The amounts of methane and δ¹³C_CH4 evolving from pyrolysis of the Sample Analysis of Mars evolved gas analysis (SAM-EGA) instrument suite as reported in ref. 1 are inconsistent with fundamental observations of thermogenic formation of methane from organic matter precursors. In pyrolysis, samples with organic carbon are heated, whereby the carbon isotopic composition of the evolving methane (δ¹³C_CH4) is depleted in ¹³C compared to the organic carbon precursor and increases systematically with increasing temperature (e.g., figure 11 in ref. 2 and figure 5 in ref. 3). The pyrolysis setup of the SAM-EGA instrument suite is that of the so-called open-system pyrolysis for which quantitative data are available (3).

In comparison to these laboratory calibrations (“T” and “C” in Fig. 1), the SAM-EGA δ¹³C_CH4 values are erratic, and do not exhibit any relationship with temperature and/or the amount of evolved CH₄ (Fig. 1). Specifically, δ¹³C_CH4 values in 10 out of 16 samples are either more negative than −100‰ or more positive than −25‰, values never measured in pyrolysis; moreover, δ¹³C_CH4 values of eight samples >20 nmol are similar to that of N-tert-butyldimethylsilyl-N-methyl-trifluoroacetamide (MTBSTFA), a potential contaminant (Fig. 1).

Fig. 1.

SAM-EGA pyrolysis carbon isotopic composition of the evolved methane related to the pyrolysis temperature in comparison with laboratory data. The red line “T” is the trend for cumulative methane evolution in sealed gold tube pyrolysis from Tang et al.’s (2) figure 11. The black line “C” is from open-system pyrolysis with instantaneous methane formation (3). The SAM pyrolysis δ¹³C_methane exhibit no correlation with temperature or methane concentration but rather plot randomly with an unrealistic range from −137‰ (EB) to +11‰ (GH1). Sample ID is from ref. 1. MTBSTFA is a potential contaminant from earlier wet chemistry experiments on the SAM instrument (1).

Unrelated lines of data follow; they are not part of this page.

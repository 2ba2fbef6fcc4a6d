//! Rule registry
//!
//! Rules are tried in registration order and the first one whose pattern
//! matches the message wins.

use regex::{Captures, Regex};
use std::sync::Arc;
use thiserror::Error;

use super::braces::{
    BlankLinesBeforeClassCloseRule, BraceSpacingRule, ClassBraceOnNewLineRule, NewlineAfterBraceRule,
    OpeningBraceOnNewLineRule, SpacesBeforeOpeningBraceRule,
};
use super::lines::{BlankLineAfterStatementRule, EofNewlineRule};
use super::spacing::{
    ArgumentEqualsSpacingRule, CloseParenthesisSpacingRule, DefaultValueSpacingRule, IndentationRule,
    KeywordSpacingRule, TrailingWhitespaceRule,
};
use super::syntax::{ElseIfRule, StaticAfterVisibilityRule};
use super::RepairRule;

#[derive(Error, Debug)]
pub enum RepairError {
    #[error("Invalid message pattern for rule '{rule}': {source}")]
    InvalidPattern {
        rule: &'static str,
        #[source]
        source: regex::Error,
    },
}

/// A rule together with what its pattern captured
pub struct RuleMatch<'a, 'm> {
    pub rule: &'a dyn RepairRule,
    pub captures: Captures<'m>,
}

/// Ordered collection of repair rules with compiled patterns
pub struct RepairRegistry {
    rules: Vec<(Arc<dyn RepairRule>, Regex)>,
}

impl RepairRegistry {
    /// Registry with every built-in rule
    pub fn new() -> Result<Self, RepairError> {
        let mut registry = Self::empty();

        registry.register(Arc::new(ClassBraceOnNewLineRule))?;
        registry.register(Arc::new(OpeningBraceOnNewLineRule))?;
        registry.register(Arc::new(KeywordSpacingRule))?;
        registry.register(Arc::new(IndentationRule))?;
        registry.register(Arc::new(BraceSpacingRule))?;
        registry.register(Arc::new(EofNewlineRule))?;
        registry.register(Arc::new(NewlineAfterBraceRule))?;
        registry.register(Arc::new(CloseParenthesisSpacingRule))?;
        registry.register(Arc::new(DefaultValueSpacingRule))?;
        registry.register(Arc::new(ArgumentEqualsSpacingRule))?;
        registry.register(Arc::new(SpacesBeforeOpeningBraceRule))?;
        registry.register(Arc::new(BlankLineAfterStatementRule))?;
        registry.register(Arc::new(BlankLinesBeforeClassCloseRule))?;
        registry.register(Arc::new(ElseIfRule))?;
        registry.register(Arc::new(StaticAfterVisibilityRule))?;
        registry.register(Arc::new(TrailingWhitespaceRule))?;

        Ok(registry)
    }

    /// Registry without any rules
    pub fn empty() -> Self {
        Self { rules: Vec::new() }
    }

    /// Append a rule; it is tried after every rule registered before it
    pub fn register(&mut self, rule: Arc<dyn RepairRule>) -> Result<(), RepairError> {
        let pattern = Regex::new(&format!("^(?:{})", rule.pattern())).map_err(|source| {
            RepairError::InvalidPattern {
                rule: rule.name(),
                source,
            }
        })?;
        self.rules.push((rule, pattern));
        Ok(())
    }

    /// First rule whose pattern matches `message`
    pub fn find<'m>(&self, message: &'m str) -> Option<RuleMatch<'_, 'm>> {
        self.rules.iter().find_map(|(rule, pattern)| {
            pattern.captures(message).map(|captures| RuleMatch {
                rule: rule.as_ref(),
                captures,
            })
        })
    }

    pub fn names(&self) -> Vec<&'static str> {
        self.rules.iter().map(|(rule, _)| rule.name()).collect()
    }

    /// `(name, description)` of every rule, in the order they are tried
    pub fn list_rules(&self) -> Vec<(&'static str, &'static str)> {
        self.rules
            .iter()
            .map(|(rule, _)| (rule.name(), rule.description()))
            .collect()
    }

    pub fn len(&self) -> usize {
        self.rules.len()
    }

    pub fn is_empty(&self) -> bool {
        self.rules.is_empty()
    }
}
//! PHP_CodeSniffer adapter
//!
//! Runs `phpcs --report=xml --standard=<ruleset> <file>` once for every
//! registered ruleset whose directory covers the document. The ruleset may
//! be a path to a ruleset XML or the name of a bundled standard (`PSR2`),
//! so it is passed through unchecked.
//!
//! ```xml
//! <phpcs version="3.7.2">
//! <file name="/tmp/phphints-x.php" errors="1" warnings="1" fixable="1">
//!  <error line="3" column="1" source="PSR2.ControlStructures..." severity="5">Expected 1 space after IF keyword; 0 found</error>
//!  <warning line="9" column="121" source="Generic.Files.LineLength.TooLong" severity="5">Line exceeds 120 characters</warning>
//! </file>
//! </phpcs>
//! ```

use phphints_core::{Color, Hint};
use quick_xml::de::from_str;
use serde::Deserialize;
use std::path::Path;

use super::{is_php, per_ruleset, run_tool, zero_based, Adapter, AdapterError, ToolPaths};
use crate::RulesetRegistry;

const NAME: &str = "phpcs";
const COLOR: Color = Color::new(0xA5, 0xA5, 0xA5);
const PRIORITY: i32 = 100;

#[derive(Debug, Deserialize)]
struct CsReport {
    #[serde(rename = "file", default)]
    files: Vec<CsFile>,
}

#[derive(Debug, Deserialize)]
struct CsFile {
    #[serde(rename = "$value", default)]
    entries: Vec<CsEntry>,
}

/// `<error>` and `<warning>` interleave in line order
#[derive(Debug, Deserialize)]
enum CsEntry {
    #[serde(rename = "error")]
    Error(CsMessage),
    #[serde(rename = "warning")]
    Warning(CsMessage),
    #[serde(other)]
    Other,
}

#[derive(Debug, Deserialize)]
struct CsMessage {
    #[serde(rename = "@line")]
    line: usize,
    #[serde(rename = "@column")]
    column: usize,
    #[serde(rename = "$text", default)]
    text: String,
}

/// PHP_CodeSniffer adapter; standards come from the tool's registry
pub struct PhpCs {
    program: String,
    registry: RulesetRegistry,
}

impl PhpCs {
    pub fn new(tools: &ToolPaths, registry: RulesetRegistry) -> Self {
        Self {
            program: tools.phpcs.clone(),
            registry,
        }
    }

    pub fn registry(&self) -> &RulesetRegistry {
        &self.registry
    }
}

/// Turn a PHPCS XML report into hints
///
/// Errors and warnings are merged back into report order (line, then
/// column), which the repair engine relies on.
pub fn parse_output(output: &str) -> Result<Vec<Hint>, AdapterError> {
    if output.trim().is_empty() {
        return Ok(Vec::new());
    }

    let report: CsReport = from_str(output).map_err(|e| AdapterError::Parse {
        adapter: NAME,
        message: e.to_string(),
    })?;

    let mut hints = Vec::new();
    for file in report.files {
        let mut messages: Vec<CsMessage> = file
            .entries
            .into_iter()
            .filter_map(|entry| match entry {
                CsEntry::Error(message) | CsEntry::Warning(message) => Some(message),
                CsEntry::Other => None,
            })
            .collect();
        messages.sort_by_key(|m| (m.line, m.column));

        hints.extend(messages.into_iter().map(|message| {
            let line = zero_based(message.line);
            let column_begin = zero_based(message.column).max(1);
            Hint::new(
                (line, line),
                (column_begin, message.column),
                message.text.trim(),
                COLOR,
                PRIORITY,
            )
            .with_source(NAME)
        }));
    }

    Ok(hints)
}

impl Adapter for PhpCs {
    fn name(&self) -> &'static str {
        NAME
    }

    fn description(&self) -> &'static str {
        "Coding standard violations by PHP_CodeSniffer, per registered standard"
    }

    fn color(&self) -> Color {
        COLOR
    }

    fn priority(&self) -> i32 {
        PRIORITY
    }

    fn program(&self) -> &str {
        &self.program
    }

    fn hints(&self, scan_path: &Path, real_path: &Path) -> Result<Vec<Hint>, AdapterError> {
        if !is_php(real_path) {
            return Ok(Vec::new());
        }

        let rulesets: Vec<String> = self
            .registry
            .matching(&real_path.to_string_lossy())?
            .into_iter()
            .map(|entry| entry.ruleset)
            .collect();

        per_ruleset(NAME, &rulesets, |ruleset| {
            let args = vec![
                "--report=xml".to_string(),
                format!("--standard={}", ruleset),
                scan_path.to_string_lossy().into_owned(),
            ];
            parse_output(&run_tool(NAME, &self.program, &args)?)
        })
    }
}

Despite these serious analytical issues, the authors (1) conclude, from the 10 most-depleted δ¹³C_CH4 values, that “biologically produced methane from the Martian interior could result in the deposition of ¹³C-depleted organic material after photolysis,” thus inferring that ¹³C-depleted methane from a high-temperature process is of biological origin! Finally, the authors offer “Martian methanotrophy” and infer the widespread existence of “methane [that] was already ¹³C depleted because of its biological production during methanogenesis.” Again, biogenesis of methane based on 9 out of 24 depleted δ¹³C_CH4 values from a high-temperature process to infer methane as a proven biosignature on Mars.